In recent years, development in fermentation technology and microbial biotechnology has allowed efficient use of microorganisms for the production of important commodities like cheese, bread, beer, tea, coffee, chocolate, antibiotics, and various other primary and secondary metabolites. These products are a result of the ability of the microorganisms to ferment specific metabolites into the desired product.
To obtain the desired product, and promote the growth of microorganisms, a controlled environment must be used, providing conducive conditions under which optimal growth can be obtained. This includes a controlled pH, optimum temperature, air inflow, culture medium flow rates, agitation speed, etc. Such production is done in a large vessel or tank, called a bioreactor, which allows mass quantities of a product to be obtained, by growing microorganisms in large volumes. Microorganisms allowed to grow in the bioreactor under favourable conditions will produce the desired product, which can be purified.
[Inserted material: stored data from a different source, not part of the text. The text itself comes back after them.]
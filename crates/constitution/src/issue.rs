//! Validation issues and their wire codes.

use serde::{Serialize, Serializer};
use std::fmt;

/// A rule violation found in generated text.
///
/// Displays (and serializes) as the issue code, e.g. `BANNED_PHRASE:synergy`.
#[derive(Debug, Clone, PartialEq, Eq, Hash)]
pub enum Issue {
    /// A configured banned phrase occurs in the text
    BannedPhrase(String),
    MissingSignature,
    /// The closing line has this many sentences, more than allowed
    ClosingTooLong(usize),
    MultipleLensesDetected,
    MissingPrefix,
    EmojiOrHashtagFound,
}

impl Issue {
    /// Whether [`auto_fix`](crate::ConstitutionChecker::auto_fix) knows a
    /// safe textual correction for this issue.
    pub fn is_auto_fixable(&self) -> bool {
        matches!(
            self,
            Self::MissingSignature | Self::ClosingTooLong(_) | Self::MissingPrefix
        )
    }
}

impl fmt::Display for Issue {
    fn fmt(&self, f: &mut fmt::Formatter<'_>) -> fmt::Result {
        match self {
            Self::BannedPhrase(phrase) => write!(f, "BANNED_PHRASE:{phrase}"),
            Self::MissingSignature => f.write_str("MISSING_SIGNATURE"),
            Self::ClosingTooLong(n) => write!(f, "CLOSING_TOO_LONG:{n}"),
            Self::MultipleLensesDetected => f.write_str("MULTIPLE_LENSES_DETECTED"),
            Self::MissingPrefix => f.write_str("MISSING_ZM_PREFIX"),
            Self::EmojiOrHashtagFound => f.write_str("EMOJI_OR_HASHTAG_FOUND"),
        }
    }
}

impl Serialize for Issue {
    fn serialize<S: Serializer>(&self, serializer: S) -> Result<S::Ok, S::Error> {
        serializer.collect_str(self)
    }
}
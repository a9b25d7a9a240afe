//! Anthropic native provider implementation.
//!
//! Uses Anthropic's Messages API directly:
//! - `x-api-key` header authentication (not Bearer)
//! - `anthropic-version` header
//! - System prompt as a top-level field

use async_trait::async_trait;
use serde::{Deserialize, Serialize};
use crate::http;
use tracing::debug;
use zabal_core::error::ProviderError;
use zabal_core::message::{Message, Role};
use zabal_core::provider::*;

const ANTHROPIC_VERSION: &str = "2023-06-01";
const DEFAULT_BASE_URL: &str = "https://api.anthropic.com";
const DEFAULT_MAX_TOKENS: u32 = 4096;
const REQUEST_TIMEOUT_SECS: u64 = 300;

/// Anthropic native Messages API provider.
pub struct AnthropicProvider {
    name: String,
    base_url: String,
    api_key: String,
    client: reqwest::Client,
}

impl AnthropicProvider {
    /// Create a new Anthropic provider.
    pub fn new(api_key: impl Into<String>) -> Self {
        Self {
            name: "anthropic".into(),
            base_url: DEFAULT_BASE_URL.into(),
            api_key: api_key.into(),
            client: http::client(REQUEST_TIMEOUT_SECS),
        }
    }

    /// Create with a custom base URL (e.g., for testing or proxies).
    pub fn with_base_url(mut self, base_url: impl Into<String>) -> Self {
        self.base_url = base_url.into().trim_end_matches('/').to_string();
        self
    }

    /// Split system messages out of the message list.
    /// Anthropic takes the system prompt as a top-level field.
    fn extract_system(messages: &[Message]) -> (Option<String>, Vec<AnthropicMessage>) {
        let mut system_parts: Vec<&str> = Vec::new();
        let mut rest = Vec::new();

        for msg in messages {
            match msg.role {
                Role::System => system_parts.push(&msg.content),
                Role::User => rest.push(AnthropicMessage {
                    role: "user".into(),
                    content: msg.content.clone(),
                }),
                Role::Assistant => rest.push(AnthropicMessage {
                    role: "assistant".into(),
                    content: msg.content.clone(),
                }),
            }
        }

        let system = if system_parts.is_empty() {
            None
        } else {
            Some(system_parts.join("\n\n"))
        };

        (system, rest)
    }

    fn request_body(request: &ProviderRequest) -> serde_json::Value {
        let (system, messages) = Self::extract_system(&request.messages);

        let mut body = serde_json::json!({
            "model": request.model,
            "messages": messages,
            "max_tokens": request.max_tokens.unwrap_or(DEFAULT_MAX_TOKENS),
            "temperature": request.temperature,
        });

        if let Some(sys) = system {
            body["system"] = serde_json::json!(sys);
        }

        body
    }

    /// Convert Anthropic API response to our ProviderResponse.
    fn response_to_provider_response(
        resp: AnthropicResponse,
    ) -> std::result::Result<ProviderResponse, ProviderError> {
        let text = resp
            .content
            .iter()
            .filter_map(|block| match block {
                ResponseContentBlock::Text { text } => Some(text.as_str()),
                ResponseContentBlock::Other => None,
            })
            .collect::<Vec<_>>()
            .join("\n");

        if text.trim().is_empty() {
            return Err(ProviderError::EmptyCompletion("anthropic".into()));
        }

        let usage = Some(Usage {
            prompt_tokens: resp.usage.input_tokens,
            completion_tokens: resp.usage.output_tokens,
            total_tokens: resp.usage.input_tokens + resp.usage.output_tokens,
        });

        Ok(ProviderResponse {
            message: Message::assistant(text),
            usage,
            model: resp.model,
        })
    }
}

#[async_trait]
impl zabal_core::Provider for AnthropicProvider {
    fn name(&self) -> &str {
        &self.name
    }

    async fn complete(
        &self,
        request: ProviderRequest,
    ) -> std::result::Result<ProviderResponse, ProviderError> {
        let url = format!("{}/v1/messages", self.base_url);
        let body = Self::request_body(&request);

        debug!(provider = "anthropic", model = %request.model, "Sending completion request");

        let response = self
            .client
            .post(&url)
            .header("x-api-key", &self.api_key)
            .header("anthropic-version", ANTHROPIC_VERSION)
            .header("Content-Type", "application/json")
            .json(&body)
            .send()
            .await
            .map_err(http::transport_error)?;

        let response = http::check_status(&self.name, response).await?;
        let api_resp: AnthropicResponse = http::decode(&self.name, response).await?;
        Self::response_to_provider_response(api_resp)
    }
}

// --- Anthropic API types ---

#[derive(Debug, Serialize, Deserialize)]
struct AnthropicMessage {
    role: String,
    content: String,
}

#[derive(Debug, Deserialize)]
struct AnthropicResponse {
    model: String,
    content: Vec<ResponseContentBlock>,
    usage: AnthropicUsage,
}

#[derive(Debug, Deserialize)]
#[serde(tag = "type")]
enum ResponseContentBlock {
    #[serde(rename = "text")]
    Text { text: String },
    #[serde(other)]
    Other,
}

#[derive(Debug, Deserialize)]
struct AnthropicUsage {
    input_tokens: u32,
    output_tokens: u32,
}

#[cfg(test)]
mod tests {
    use super::*;
    use zabal_core::Provider;

    #[test]
    fn constructor() {
        let provider = AnthropicProvider::new("sk-ant-test");
        assert_eq!(provider.name(), "anthropic");
        assert_eq!(provider.base_url, DEFAULT_BASE_URL);
    }

    #[test]
    fn constructor_with_base_url() {
        let provider = AnthropicProvider::new("sk-ant-test").with_base_url("http://localhost:9000/");
        assert_eq!(provider.base_url, "http://localhost:9000");
    }

    #[test]
    fn system_extraction() {
        let messages = vec![Message::system("Persona rules"), Message::user("Daily input")];
        let (system, rest) = AnthropicProvider::extract_system(&messages);
        assert_eq!(system.as_deref(), Some("Persona rules"));
        assert_eq!(rest.len(), 1);
        assert_eq!(rest[0].role, "user");
    }

    #[test]
    fn request_body_defaults_max_tokens() {
        let request = ProviderRequest::from_prompt("claude-sonnet-4-20250514", "sys", "hi");
        let body = AnthropicProvider::request_body(&request);
        assert_eq!(body["max_tokens"], DEFAULT_MAX_TOKENS);
        assert_eq!(body["system"], "sys");
        assert_eq!(body["messages"].as_array().unwrap().len(), 1);
    }

    #[test]
    fn parse_text_response() {
        let resp: AnthropicResponse = serde_json::from_str(
            r#"{
                "id": "msg_01",
                "model": "claude-sonnet-4-20250514",
                "content": [{"type": "thinking", "thinking": "hmm"}, {"type": "text", "text": "Day 3."}],
                "usage": {"input_tokens": 10, "output_tokens": 5},
                "stop_reason": "end_turn"
            }"#,
        )
        .unwrap();

        let pr = AnthropicProvider::response_to_provider_response(resp).unwrap();
        assert_eq!(pr.message.content, "Day 3.");
        assert_eq!(pr.usage.unwrap().total_tokens, 15);
        assert_eq!(pr.model, "claude-sonnet-4-20250514");
    }
}
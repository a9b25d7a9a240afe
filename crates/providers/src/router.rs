//! Provider router: selects the generation provider based on config.

use crate::anthropic::AnthropicProvider;
use crate::openai_compat::OpenAiCompatProvider;
use std::collections::HashMap;
use std::sync::Arc;
use zabal_config::AppConfig;
use zabal_core::error::ProviderError;
use zabal_core::provider::Provider;

/// Routes generation requests to the configured provider.
pub struct ProviderRouter {
    providers: HashMap<String, Arc<dyn Provider>>,
    default_provider: String,
}

impl ProviderRouter {
    /// Create a new router with a default provider name.
    pub fn new(default_provider: impl Into<String>) -> Self {
        Self {
            providers: HashMap::new(),
            default_provider: default_provider.into(),
        }
    }

    /// Register a provider.
    pub fn register(&mut self, name: impl Into<String>, provider: Arc<dyn Provider>) {
        self.providers.insert(name.into(), provider);
    }

    /// Get the default provider.
    pub fn default_provider(&self) -> Option<Arc<dyn Provider>> {
        self.providers.get(&self.default_provider).cloned()
    }

    /// Get the default provider, or fail if none is registered.
    pub fn require_default(&self) -> Result<Arc<dyn Provider>, ProviderError> {
        self.default_provider()
            .ok_or_else(|| ProviderError::NotConfigured(self.default_provider.clone()))
    }

    /// Get a specific provider by name.
    pub fn get(&self, name: &str) -> Option<Arc<dyn Provider>> {
        self.providers.get(name).cloned()
    }
}

fn build_provider(name: &str, api_key: &str, api_url: Option<&str>) -> Arc<dyn Provider> {
    if name == "anthropic" {
        let mut p = AnthropicProvider::new(api_key);
        if let Some(url) = api_url {
            p = p.with_base_url(url);
        }
        Arc::new(p)
    } else {
        let base_url = api_url.map(str::to_string).unwrap_or_else(|| default_base_url(name));
        Arc::new(OpenAiCompatProvider::new(name, base_url, api_key))
    }
}

/// Build providers from configuration.
pub fn build_from_config(config: &AppConfig) -> ProviderRouter {
    let mut router = ProviderRouter::new(&config.default_provider);

    for (name, provider_config) in &config.providers {
        let api_key = provider_config
            .api_key
            .clone()
            .or_else(|| config.api_key.clone())
            .unwrap_or_default();

        router.register(
            name.clone(),
            build_provider(name, &api_key, provider_config.api_url.as_deref()),
        );
    }

    // Ensure the default provider exists (even if not explicitly configured)
    if router.get(&config.default_provider).is_none() {
        let api_key = config.api_key.clone().unwrap_or_default();
        router.register(
            config.default_provider.clone(),
            build_provider(&config.default_provider, &api_key, None),
        );
    }

    router
}

/// The model to request from the default provider: its own configured
/// model if it has one, else the global default.
pub fn default_model(config: &AppConfig) -> String {
    config
        .providers
        .get(&config.default_provider)
        .and_then(|p| p.default_model.clone())
        .unwrap_or_else(|| config.default_model.clone())
}

/// Get the default base URL for well-known providers.
pub fn default_base_url(provider_name: &str) -> String {
    match provider_name {
        "groq" => "https://api.groq.com/openai/v1".into(),
        "openrouter" => "https://openrouter.ai/api/v1".into(),
        "openai" => "https://api.openai.com/v1".into(),
        "anthropic" => "https://api.anthropic.com".into(),
        "ollama" => "http://localhost:11434/v1".into(),
        "together" => "https://api.together.xyz/v1".into(),
        _ => format!("https://{provider_name}.api.example.com/v1"),
    }
}

#[cfg(test)]
mod tests {
    use super::*;
    use zabal_config::ProviderConfig;

    #[test]
    fn router_register_and_lookup() {
        let mut router = ProviderRouter::new("groq");
        router.register("groq", Arc::new(OpenAiCompatProvider::groq("gsk-test")));

        assert!(router.get("groq").is_some());
        assert!(router.get("nonexistent").is_none());
        assert!(router.default_provider().is_some());
        assert!(router.require_default().is_ok());
    }

    #[test]
    fn missing_default_is_not_configured() {
        let router = ProviderRouter::new("groq");
        assert!(matches!(
            router.require_default(),
            Err(ProviderError::NotConfigured(name)) if name == "groq"
        ));
    }

    #[test]
    fn default_base_urls() {
        assert!(default_base_url("groq").contains("api.groq.com"));
        assert!(default_base_url("openrouter").contains("openrouter.ai"));
        assert!(default_base_url("ollama").contains("localhost:11434"));
    }

    #[test]
    fn build_from_default_config() {
        let config = AppConfig::default();
        let router = build_from_config(&config);
        let provider = router.default_provider().unwrap();
        assert_eq!(provider.name(), "groq");
    }

    #[test]
    fn configured_providers_registered() {
        let mut config = AppConfig {
            default_provider: "anthropic".into(),
            ..AppConfig::default()
        };
        config.providers.insert(
            "anthropic".into(),
            ProviderConfig {
                api_key: Some("sk-ant".into()),
                api_url: None,
                default_model: Some("claude-sonnet-4-20250514".into()),
            },
        );
        let router = build_from_config(&config);
        assert_eq!(router.require_default().unwrap().name(), "anthropic");
        assert_eq!(default_model(&config), "claude-sonnet-4-20250514");
    }

    #[test]
    fn global_model_used_without_override() {
        assert_eq!(default_model(&AppConfig::default()), "llama-3.3-70b-versatile");
    }
}
//! Applying a voice analysis to the persona memory.
//!
//! The analysis itself comes from the generation engine (see the workflow
//! crate); this module only merges it into a memory snapshot and runs the
//! safety checks that decide whether the result may be saved.

use crate::model::{CurrentState, PersonaMemory, VoiceExample};
use serde::{Deserialize, Serialize};

/// Upper bound on stored voice examples.
pub const MAX_VOICE_EXAMPLES: usize = 12;

/// At most this many new examples are taken from one analysis.
pub const MAX_NEW_EXAMPLES: usize = 2;

/// Words that mark an example as marketing copy rather than real voice.
pub const MARKETING_WORDS: [&str; 5] = [
    "leverage",
    "synergy",
    "disrupt",
    "revolutionary",
    "game-changing",
];

#[derive(Debug, Clone, Default, PartialEq, Eq, Serialize, Deserialize)]
pub struct ProposedExample {
    pub title: String,
    pub content: String,
    #[serde(default)]
    pub why: String,
}

/// Structured result of a voice analysis.
#[derive(Debug, Clone, Default, PartialEq, Eq, Serialize, Deserialize)]
pub struct MemoryAnalysis {
    #[serde(default)]
    pub voice_patterns_found: Vec<String>,
    #[serde(default)]
    pub new_voice_examples: Vec<ProposedExample>,
    #[serde(default)]
    pub new_voice_donts: Vec<String>,
    #[serde(default)]
    pub new_style_notes: Vec<String>,
    #[serde(default)]
    pub context_updates: Vec<String>,
    #[serde(default)]
    pub current_state: Option<CurrentState>,
    /// Indices into the current voice examples
    #[serde(default)]
    pub remove_weak_examples: Vec<usize>,
    #[serde(default)]
    pub reasoning: String,
}

/// Merge `analysis` into a copy of `current`.
///
/// Weak examples are only removed when new ones are being added. Returns
/// the updated memory and a human-readable list of changes.
pub fn apply_analysis(current: &PersonaMemory, analysis: &MemoryAnalysis) -> (PersonaMemory, Vec<String>) {
    let mut updated = current.clone();
    let mut changes = Vec::new();

    if !analysis.new_voice_examples.is_empty() {
        let mut weak = analysis.remove_weak_examples.clone();
        weak.sort_unstable_by(|a, b| b.cmp(a));
        weak.dedup();
        for idx in weak {
            if idx < updated.voice_examples.len() {
                let removed = updated.voice_examples.remove(idx);
                changes.push(format!("Removed weak example: {}", removed.title));
            }
        }

        for example in analysis.new_voice_examples.iter().take(MAX_NEW_EXAMPLES) {
            if updated.voice_examples.len() >= MAX_VOICE_EXAMPLES {
                break;
            }
            updated
                .voice_examples
                .push(VoiceExample::new(&example.title, &example.content));
            changes.push(format!("Added voice example: {}", example.title));
        }
    }

    for phrase in &analysis.new_voice_donts {
        if PersonaMemory::push_unique(&mut updated.voice_donts, phrase) {
            changes.push(format!("Added voice don't: {phrase}"));
        }
    }

    for note in &analysis.new_style_notes {
        if PersonaMemory::push_unique(&mut updated.style_notes, note) {
            changes.push(format!("Added style note: {note}"));
        }
    }

    for update in &analysis.context_updates {
        if PersonaMemory::push_unique(&mut updated.context_memories, update) {
            changes.push(format!("Added context: {update}"));
        }
    }

    if let Some(state) = &analysis.current_state {
        updated.current_state = Some(state.clone());
        changes.push("Updated current state".to_string());
    }

    (updated, changes)
}

/// Problems that must block saving `memory`.
pub fn safety_issues(memory: &PersonaMemory) -> Vec<String> {
    let mut issues = Vec::new();

    if memory.voice_examples.len() > MAX_VOICE_EXAMPLES {
        issues.push(format!("Too many voice examples (>{MAX_VOICE_EXAMPLES})"));
    }

    for example in &memory.voice_examples {
        let content = example.content.to_lowercase();
        if MARKETING_WORDS.iter().any(|w| content.contains(w)) {
            issues.push(format!("Marketing language detected in: {}", example.title));
        }
    }

    issues
}
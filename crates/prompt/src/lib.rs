//! Prompt assembly for ZABAL.
//!
//! Builds the system instructions sent to the generation engine from the
//! persona memory, the selected lens and the caller's optional editing and
//! voice guidance, then holds the result to a character budget by pruning
//! memory.

pub mod assembler;
pub mod budget;
pub mod voice;

pub use assembler::{Assembly, AssemblyRequest, PromptAssembler, compose};
pub use budget::{BudgetOutcome, BudgetStatus, MAX_REMOVALS_PER_CATEGORY, PrunedItem};
pub use voice::VoiceParameters;

/// Prompt construction errors.
#[derive(Debug, Clone, PartialEq, Eq, thiserror::Error)]
pub enum PromptError {
    #[error("Voice parameter '{name}' must be between 1 and 10, got {value}")]
    InvalidVoiceParameter { name: &'static str, value: i64 },
}
//! `zabal interactive`: Prompt-driven newsletter and social generation.

use super::{CmdResult, build_workflow, load_config, print_result};
use dialoguer::{Confirm, Input, Select};
use std::io::BufRead;
use std::path::Path;
use zabal_workflow::{NewsletterRequest, SocialRequest};

/// A line holding only this ends a multi-line answer.
const END_OF_BLOCK: &str = ".";

const WORKFLOWS: [&str; 3] = ["newsletter", "social", "both"];

pub async fn run(config_path: Option<&Path>) -> CmdResult {
    let config = load_config(config_path)?;
    let workflow = build_workflow(&config)?;

    println!("\n🌀 Year of the ZABAL: Content Generator\n");

    let choice = Select::new()
        .with_prompt("What would you like to generate?")
        .items(&WORKFLOWS)
        .default(2)
        .interact()?;
    let wants_newsletter = choice != 1;
    let wants_social = choice != 0;

    let mut newsletter_text = None;
    if wants_newsletter {
        let daily_input = prompt_block("Enter your daily input")?;
        if daily_input.trim().is_empty() {
            return Err("Daily input is required".into());
        }

        let mut request = NewsletterRequest::new(daily_input);
        if Confirm::new()
            .with_prompt("Do you have a You Are a Badass quote/reflection?")
            .default(false)
            .interact()?
        {
            request.quote = Some(prompt_block("Enter the quote")?);
        }

        println!("\n📝 Generating newsletter...");
        let result = workflow.generate_newsletter(&request).await?;
        print_result("Newsletter", &result);
        newsletter_text = Some(result.text().to_string());
    }

    if wants_social {
        let newsletter_content = match newsletter_text {
            Some(text) => text,
            None => prompt_newsletter_source()?,
        };
        if newsletter_content.trim().is_empty() {
            return Err("Newsletter content is required".into());
        }

        let link = if Confirm::new()
            .with_prompt("Do you have a newsletter link?")
            .default(false)
            .interact()?
        {
            Some(Input::<String>::new().with_prompt("Newsletter link").interact_text()?)
        } else {
            None
        };
        let has_video = Confirm::new()
            .with_prompt("Does this include video content?")
            .default(false)
            .interact()?;

        println!("\n📣 Generating social content...");
        let result = workflow
            .generate_social(&SocialRequest {
                newsletter_content,
                link,
                has_video,
            })
            .await?;
        print_result("Social", &result);
    }

    Ok(())
}

fn prompt_newsletter_source() -> Result<String, Box<dyn std::error::Error>> {
    let source = Select::new()
        .with_prompt("Newsletter source")
        .items(&["file", "paste"])
        .default(0)
        .interact()?;
    if source == 0 {
        let path: String = Input::new().with_prompt("Newsletter file path").interact_text()?;
        return std::fs::read_to_string(&path)
            .map_err(|e| format!("Failed to read {path}: {e}").into());
    }
    prompt_block("Paste the newsletter")
}

fn prompt_block(label: &str) -> Result<String, Box<dyn std::error::Error>> {
    println!("{label} (finish with a line containing only '{END_OF_BLOCK}'):");
    Ok(read_block(std::io::stdin().lock())?)
}

/// Lines up to the end-of-block marker or end of input, joined with `\n`.
fn read_block(reader: impl BufRead) -> std::io::Result<String> {
    let mut lines = Vec::new();
    for line in reader.lines() {
        let line = line?;
        if line.trim_end() == END_OF_BLOCK {
            break;
        }
        lines.push(line);
    }
    Ok(lines.join("\n"))
}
In essence, each of the millions of cells per unit area used in a bioreactor is a micro-bioreactor in its own right.
A typical bioreactor has the following parts- the main vessel or tank, a cooling and heating system, a well-developed aeration system, feed ports, a foam control system, and a waste port.
Batch Reactors − It is a simple, closed system, hence once inoculated, the tank receives no more input and no output is allowed. Eventually, waste materials start to pile up, while the nutrients and oxygen levels decline.
Continuous Stirred Tank Bioreactors (CSTRs) − such a bioreactor involves continuous input and output. Hence, the culture medium containing required nutrients and reactants is continuously fed into the bioreactor, and the products of the bio-reaction are simultaneously extracted from the tank. Hence, continuous chemical processing is carried out in such tanks.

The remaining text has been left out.